> EXCERPTED DATA
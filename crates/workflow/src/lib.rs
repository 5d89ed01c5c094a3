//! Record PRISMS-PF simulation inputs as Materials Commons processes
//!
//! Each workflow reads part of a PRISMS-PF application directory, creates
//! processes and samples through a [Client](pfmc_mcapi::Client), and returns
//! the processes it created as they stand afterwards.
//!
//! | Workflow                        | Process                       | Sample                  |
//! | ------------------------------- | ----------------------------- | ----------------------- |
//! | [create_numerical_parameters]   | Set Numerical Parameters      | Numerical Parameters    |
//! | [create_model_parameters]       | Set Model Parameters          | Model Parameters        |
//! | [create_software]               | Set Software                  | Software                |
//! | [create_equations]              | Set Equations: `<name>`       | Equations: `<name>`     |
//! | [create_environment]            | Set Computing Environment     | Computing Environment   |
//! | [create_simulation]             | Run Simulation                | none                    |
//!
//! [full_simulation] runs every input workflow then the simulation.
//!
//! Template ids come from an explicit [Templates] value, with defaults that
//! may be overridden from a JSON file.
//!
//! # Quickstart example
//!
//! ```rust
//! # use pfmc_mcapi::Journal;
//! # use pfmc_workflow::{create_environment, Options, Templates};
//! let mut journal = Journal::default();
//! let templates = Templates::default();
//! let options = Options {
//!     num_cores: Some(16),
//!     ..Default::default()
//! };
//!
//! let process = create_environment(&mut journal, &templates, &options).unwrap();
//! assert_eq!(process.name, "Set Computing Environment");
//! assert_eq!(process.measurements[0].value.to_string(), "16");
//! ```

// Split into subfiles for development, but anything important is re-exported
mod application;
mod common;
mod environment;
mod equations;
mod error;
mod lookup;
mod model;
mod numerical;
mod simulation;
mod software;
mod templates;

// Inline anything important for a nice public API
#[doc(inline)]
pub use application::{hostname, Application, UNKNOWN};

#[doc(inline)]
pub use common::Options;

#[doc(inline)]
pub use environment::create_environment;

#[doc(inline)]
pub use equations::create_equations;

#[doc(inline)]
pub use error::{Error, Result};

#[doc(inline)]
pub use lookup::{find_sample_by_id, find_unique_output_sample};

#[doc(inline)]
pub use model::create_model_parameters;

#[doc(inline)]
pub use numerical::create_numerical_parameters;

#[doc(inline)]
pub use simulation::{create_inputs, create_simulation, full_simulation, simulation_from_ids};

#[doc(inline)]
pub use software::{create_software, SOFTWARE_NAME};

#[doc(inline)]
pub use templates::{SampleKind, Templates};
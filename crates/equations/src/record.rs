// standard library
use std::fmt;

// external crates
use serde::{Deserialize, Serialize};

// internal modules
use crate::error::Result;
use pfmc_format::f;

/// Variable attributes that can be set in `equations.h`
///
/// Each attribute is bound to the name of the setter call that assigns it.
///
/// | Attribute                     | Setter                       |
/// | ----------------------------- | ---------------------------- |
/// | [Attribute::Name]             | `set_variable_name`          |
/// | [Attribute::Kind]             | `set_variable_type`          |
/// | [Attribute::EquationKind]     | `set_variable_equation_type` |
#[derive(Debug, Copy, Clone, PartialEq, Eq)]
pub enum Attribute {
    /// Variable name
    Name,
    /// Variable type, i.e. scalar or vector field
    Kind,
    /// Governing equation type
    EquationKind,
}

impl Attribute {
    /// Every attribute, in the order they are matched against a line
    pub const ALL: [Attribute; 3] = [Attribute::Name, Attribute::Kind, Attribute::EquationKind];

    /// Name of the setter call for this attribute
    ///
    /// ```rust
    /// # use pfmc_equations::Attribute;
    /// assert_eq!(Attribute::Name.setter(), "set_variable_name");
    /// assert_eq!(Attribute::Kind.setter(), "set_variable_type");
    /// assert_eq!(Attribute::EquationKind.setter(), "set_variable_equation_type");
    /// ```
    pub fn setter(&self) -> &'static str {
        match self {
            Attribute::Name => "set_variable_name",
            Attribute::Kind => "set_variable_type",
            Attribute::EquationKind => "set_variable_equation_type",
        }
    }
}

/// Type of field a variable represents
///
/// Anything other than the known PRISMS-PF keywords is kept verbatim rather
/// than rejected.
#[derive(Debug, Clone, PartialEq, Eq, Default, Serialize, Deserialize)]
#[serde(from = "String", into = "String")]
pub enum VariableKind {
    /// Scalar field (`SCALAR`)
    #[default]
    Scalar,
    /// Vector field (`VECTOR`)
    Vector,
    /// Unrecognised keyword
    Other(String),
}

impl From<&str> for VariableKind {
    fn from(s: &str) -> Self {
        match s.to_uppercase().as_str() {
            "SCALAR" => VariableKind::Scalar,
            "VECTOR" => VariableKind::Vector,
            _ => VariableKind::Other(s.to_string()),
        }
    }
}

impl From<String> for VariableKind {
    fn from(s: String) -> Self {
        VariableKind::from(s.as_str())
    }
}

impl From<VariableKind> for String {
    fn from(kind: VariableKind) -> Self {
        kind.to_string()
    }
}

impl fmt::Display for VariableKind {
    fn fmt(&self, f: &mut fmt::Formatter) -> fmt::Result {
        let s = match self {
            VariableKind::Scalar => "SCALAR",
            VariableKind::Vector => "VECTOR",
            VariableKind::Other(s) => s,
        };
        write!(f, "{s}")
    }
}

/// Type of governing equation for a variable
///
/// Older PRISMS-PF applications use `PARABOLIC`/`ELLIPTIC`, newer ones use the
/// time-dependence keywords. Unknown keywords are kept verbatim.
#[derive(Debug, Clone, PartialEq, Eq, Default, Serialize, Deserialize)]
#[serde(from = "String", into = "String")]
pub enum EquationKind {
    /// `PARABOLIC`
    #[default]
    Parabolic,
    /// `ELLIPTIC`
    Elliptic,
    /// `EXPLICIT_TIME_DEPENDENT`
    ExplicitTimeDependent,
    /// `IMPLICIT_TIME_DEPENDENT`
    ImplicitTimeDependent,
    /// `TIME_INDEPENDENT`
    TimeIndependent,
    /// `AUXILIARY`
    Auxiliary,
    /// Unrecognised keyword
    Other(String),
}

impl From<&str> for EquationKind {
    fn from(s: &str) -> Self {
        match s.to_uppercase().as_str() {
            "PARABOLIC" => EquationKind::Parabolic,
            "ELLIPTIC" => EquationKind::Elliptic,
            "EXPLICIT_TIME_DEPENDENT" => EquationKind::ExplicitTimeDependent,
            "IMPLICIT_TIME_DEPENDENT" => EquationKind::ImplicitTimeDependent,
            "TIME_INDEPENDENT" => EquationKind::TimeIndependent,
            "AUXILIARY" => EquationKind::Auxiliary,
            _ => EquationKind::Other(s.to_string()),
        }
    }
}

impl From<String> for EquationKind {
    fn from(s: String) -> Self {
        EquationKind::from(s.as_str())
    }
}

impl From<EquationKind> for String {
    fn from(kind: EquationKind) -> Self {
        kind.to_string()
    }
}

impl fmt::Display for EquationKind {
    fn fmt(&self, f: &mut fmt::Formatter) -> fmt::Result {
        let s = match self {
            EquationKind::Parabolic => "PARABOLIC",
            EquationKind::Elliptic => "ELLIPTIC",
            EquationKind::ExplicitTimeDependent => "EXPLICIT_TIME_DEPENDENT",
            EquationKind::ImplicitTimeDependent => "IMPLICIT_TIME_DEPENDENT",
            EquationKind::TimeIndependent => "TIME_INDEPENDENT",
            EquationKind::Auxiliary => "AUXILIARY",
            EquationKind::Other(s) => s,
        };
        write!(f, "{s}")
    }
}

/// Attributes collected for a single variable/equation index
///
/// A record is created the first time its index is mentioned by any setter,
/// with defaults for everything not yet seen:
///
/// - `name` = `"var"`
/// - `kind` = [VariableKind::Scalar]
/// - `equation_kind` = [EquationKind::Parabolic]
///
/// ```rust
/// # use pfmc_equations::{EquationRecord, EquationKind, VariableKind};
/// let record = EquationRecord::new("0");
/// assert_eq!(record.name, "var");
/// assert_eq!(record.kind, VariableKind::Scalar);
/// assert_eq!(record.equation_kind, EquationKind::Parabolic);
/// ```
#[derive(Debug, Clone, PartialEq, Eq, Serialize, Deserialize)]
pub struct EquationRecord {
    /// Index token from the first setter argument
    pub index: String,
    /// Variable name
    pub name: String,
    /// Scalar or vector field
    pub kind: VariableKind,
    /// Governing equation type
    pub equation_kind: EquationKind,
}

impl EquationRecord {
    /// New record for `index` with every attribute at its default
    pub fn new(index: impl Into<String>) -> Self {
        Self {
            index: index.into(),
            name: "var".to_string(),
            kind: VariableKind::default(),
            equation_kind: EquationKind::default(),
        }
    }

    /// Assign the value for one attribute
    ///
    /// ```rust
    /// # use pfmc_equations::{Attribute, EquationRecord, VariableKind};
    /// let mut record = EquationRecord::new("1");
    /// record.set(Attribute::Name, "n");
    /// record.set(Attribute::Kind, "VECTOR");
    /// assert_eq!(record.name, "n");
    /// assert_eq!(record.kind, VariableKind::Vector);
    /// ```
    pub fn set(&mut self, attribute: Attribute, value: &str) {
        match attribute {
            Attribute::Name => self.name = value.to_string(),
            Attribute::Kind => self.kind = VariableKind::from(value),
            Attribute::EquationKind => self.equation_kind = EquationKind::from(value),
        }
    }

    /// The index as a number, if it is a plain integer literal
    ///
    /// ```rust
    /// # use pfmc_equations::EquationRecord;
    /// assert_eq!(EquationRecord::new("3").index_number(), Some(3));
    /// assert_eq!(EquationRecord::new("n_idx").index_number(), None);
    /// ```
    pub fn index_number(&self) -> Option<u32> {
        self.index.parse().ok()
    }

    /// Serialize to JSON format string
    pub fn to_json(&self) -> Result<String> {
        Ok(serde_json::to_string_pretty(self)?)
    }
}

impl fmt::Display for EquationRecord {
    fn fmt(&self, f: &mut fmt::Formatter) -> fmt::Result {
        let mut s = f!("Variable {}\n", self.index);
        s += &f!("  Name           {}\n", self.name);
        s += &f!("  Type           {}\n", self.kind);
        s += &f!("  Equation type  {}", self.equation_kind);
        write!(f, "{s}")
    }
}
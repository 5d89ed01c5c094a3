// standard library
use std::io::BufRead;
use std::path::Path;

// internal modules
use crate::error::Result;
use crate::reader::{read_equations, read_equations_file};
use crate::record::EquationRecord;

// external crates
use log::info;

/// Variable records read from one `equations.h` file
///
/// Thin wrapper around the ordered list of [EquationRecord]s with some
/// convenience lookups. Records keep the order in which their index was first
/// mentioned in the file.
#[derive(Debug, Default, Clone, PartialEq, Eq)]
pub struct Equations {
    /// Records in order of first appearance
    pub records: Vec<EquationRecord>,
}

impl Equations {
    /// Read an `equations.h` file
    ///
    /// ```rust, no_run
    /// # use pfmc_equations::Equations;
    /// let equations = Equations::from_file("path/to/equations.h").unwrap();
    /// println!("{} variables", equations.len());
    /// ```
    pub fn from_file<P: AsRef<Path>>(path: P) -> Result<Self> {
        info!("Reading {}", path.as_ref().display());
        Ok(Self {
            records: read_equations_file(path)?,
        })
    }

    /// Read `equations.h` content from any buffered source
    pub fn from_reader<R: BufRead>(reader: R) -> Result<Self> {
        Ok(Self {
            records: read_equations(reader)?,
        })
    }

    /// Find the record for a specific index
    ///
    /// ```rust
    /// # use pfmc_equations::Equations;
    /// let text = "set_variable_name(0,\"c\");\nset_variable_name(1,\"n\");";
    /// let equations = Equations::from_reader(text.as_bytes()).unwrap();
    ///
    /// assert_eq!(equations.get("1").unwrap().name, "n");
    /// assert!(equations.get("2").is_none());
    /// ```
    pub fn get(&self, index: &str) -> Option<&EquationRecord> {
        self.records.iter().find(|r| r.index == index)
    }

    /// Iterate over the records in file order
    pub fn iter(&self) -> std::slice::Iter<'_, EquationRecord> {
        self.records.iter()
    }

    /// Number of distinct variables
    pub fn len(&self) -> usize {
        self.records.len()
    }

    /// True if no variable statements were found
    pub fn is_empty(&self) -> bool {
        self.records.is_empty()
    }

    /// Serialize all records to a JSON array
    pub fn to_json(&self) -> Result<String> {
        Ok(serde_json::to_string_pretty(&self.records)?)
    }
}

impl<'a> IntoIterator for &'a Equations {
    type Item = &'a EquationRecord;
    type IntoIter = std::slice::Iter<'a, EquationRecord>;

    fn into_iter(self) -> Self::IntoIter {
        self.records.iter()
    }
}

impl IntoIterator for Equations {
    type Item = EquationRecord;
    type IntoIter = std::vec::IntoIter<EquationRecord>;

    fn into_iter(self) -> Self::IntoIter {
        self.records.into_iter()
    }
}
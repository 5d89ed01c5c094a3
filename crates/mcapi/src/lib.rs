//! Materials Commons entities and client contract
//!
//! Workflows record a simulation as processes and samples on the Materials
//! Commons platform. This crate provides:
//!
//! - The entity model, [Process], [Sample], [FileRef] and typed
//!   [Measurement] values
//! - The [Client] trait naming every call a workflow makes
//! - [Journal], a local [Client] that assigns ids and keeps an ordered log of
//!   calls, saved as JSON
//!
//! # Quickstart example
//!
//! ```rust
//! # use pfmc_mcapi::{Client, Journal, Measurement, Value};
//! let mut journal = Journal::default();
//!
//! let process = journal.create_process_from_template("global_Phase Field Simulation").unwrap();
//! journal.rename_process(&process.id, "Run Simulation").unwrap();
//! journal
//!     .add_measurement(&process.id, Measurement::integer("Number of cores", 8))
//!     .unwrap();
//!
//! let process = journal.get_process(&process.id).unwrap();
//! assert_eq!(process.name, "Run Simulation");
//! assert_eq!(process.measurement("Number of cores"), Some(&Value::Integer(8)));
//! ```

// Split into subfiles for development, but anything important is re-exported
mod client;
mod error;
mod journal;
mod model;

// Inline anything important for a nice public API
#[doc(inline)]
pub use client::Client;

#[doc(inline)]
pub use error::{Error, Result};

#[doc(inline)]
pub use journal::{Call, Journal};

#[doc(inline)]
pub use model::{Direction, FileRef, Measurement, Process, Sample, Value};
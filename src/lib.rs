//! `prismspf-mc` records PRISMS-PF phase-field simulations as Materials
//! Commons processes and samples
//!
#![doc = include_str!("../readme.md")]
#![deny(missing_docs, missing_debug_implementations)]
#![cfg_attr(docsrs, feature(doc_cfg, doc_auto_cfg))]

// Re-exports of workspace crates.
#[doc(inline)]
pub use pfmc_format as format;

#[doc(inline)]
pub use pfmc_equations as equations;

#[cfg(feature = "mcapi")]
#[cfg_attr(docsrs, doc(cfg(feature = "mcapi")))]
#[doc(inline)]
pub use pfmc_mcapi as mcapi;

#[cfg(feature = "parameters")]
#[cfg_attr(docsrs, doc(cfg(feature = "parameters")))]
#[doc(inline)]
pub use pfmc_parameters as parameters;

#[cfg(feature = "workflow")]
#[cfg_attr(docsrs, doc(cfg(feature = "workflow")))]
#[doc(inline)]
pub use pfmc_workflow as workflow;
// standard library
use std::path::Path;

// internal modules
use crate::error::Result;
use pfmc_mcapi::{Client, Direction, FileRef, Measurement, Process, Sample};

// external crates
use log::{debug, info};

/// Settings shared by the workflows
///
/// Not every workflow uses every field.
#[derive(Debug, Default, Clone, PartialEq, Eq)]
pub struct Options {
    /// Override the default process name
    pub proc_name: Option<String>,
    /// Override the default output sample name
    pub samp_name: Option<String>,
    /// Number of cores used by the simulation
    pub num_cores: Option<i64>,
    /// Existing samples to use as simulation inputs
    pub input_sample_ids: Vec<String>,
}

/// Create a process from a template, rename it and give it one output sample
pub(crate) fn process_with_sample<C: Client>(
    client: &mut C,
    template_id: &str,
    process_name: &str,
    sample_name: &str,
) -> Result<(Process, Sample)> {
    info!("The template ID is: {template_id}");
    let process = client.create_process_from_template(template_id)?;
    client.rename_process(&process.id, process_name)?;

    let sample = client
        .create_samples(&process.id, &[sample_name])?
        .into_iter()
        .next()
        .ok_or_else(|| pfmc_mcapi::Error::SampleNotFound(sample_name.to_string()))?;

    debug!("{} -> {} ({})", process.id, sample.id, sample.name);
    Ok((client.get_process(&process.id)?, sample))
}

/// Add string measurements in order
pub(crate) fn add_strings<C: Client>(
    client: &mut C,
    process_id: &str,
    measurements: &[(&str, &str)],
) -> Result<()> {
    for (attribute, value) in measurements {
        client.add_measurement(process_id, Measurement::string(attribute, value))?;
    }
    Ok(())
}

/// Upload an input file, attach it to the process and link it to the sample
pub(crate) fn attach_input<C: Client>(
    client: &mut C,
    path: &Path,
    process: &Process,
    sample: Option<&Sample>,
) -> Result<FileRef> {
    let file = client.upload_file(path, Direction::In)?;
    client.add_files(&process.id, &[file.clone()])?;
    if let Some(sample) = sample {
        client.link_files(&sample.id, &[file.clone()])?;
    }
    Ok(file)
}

> WHAT IS BEING ASKED
Each line from the one containing "client.add_files(&process.id, &[file.clone()])?;" to the end of the records should be echoed exactly, and no other line.

> ANSWER TO THIS TASK
    client.add_files(&process.id, &[file.clone()])?;
    if let Some(sample) = sample {
        client.link_files(&sample.id, &[file.clone()])?;
    }
    Ok(file)
}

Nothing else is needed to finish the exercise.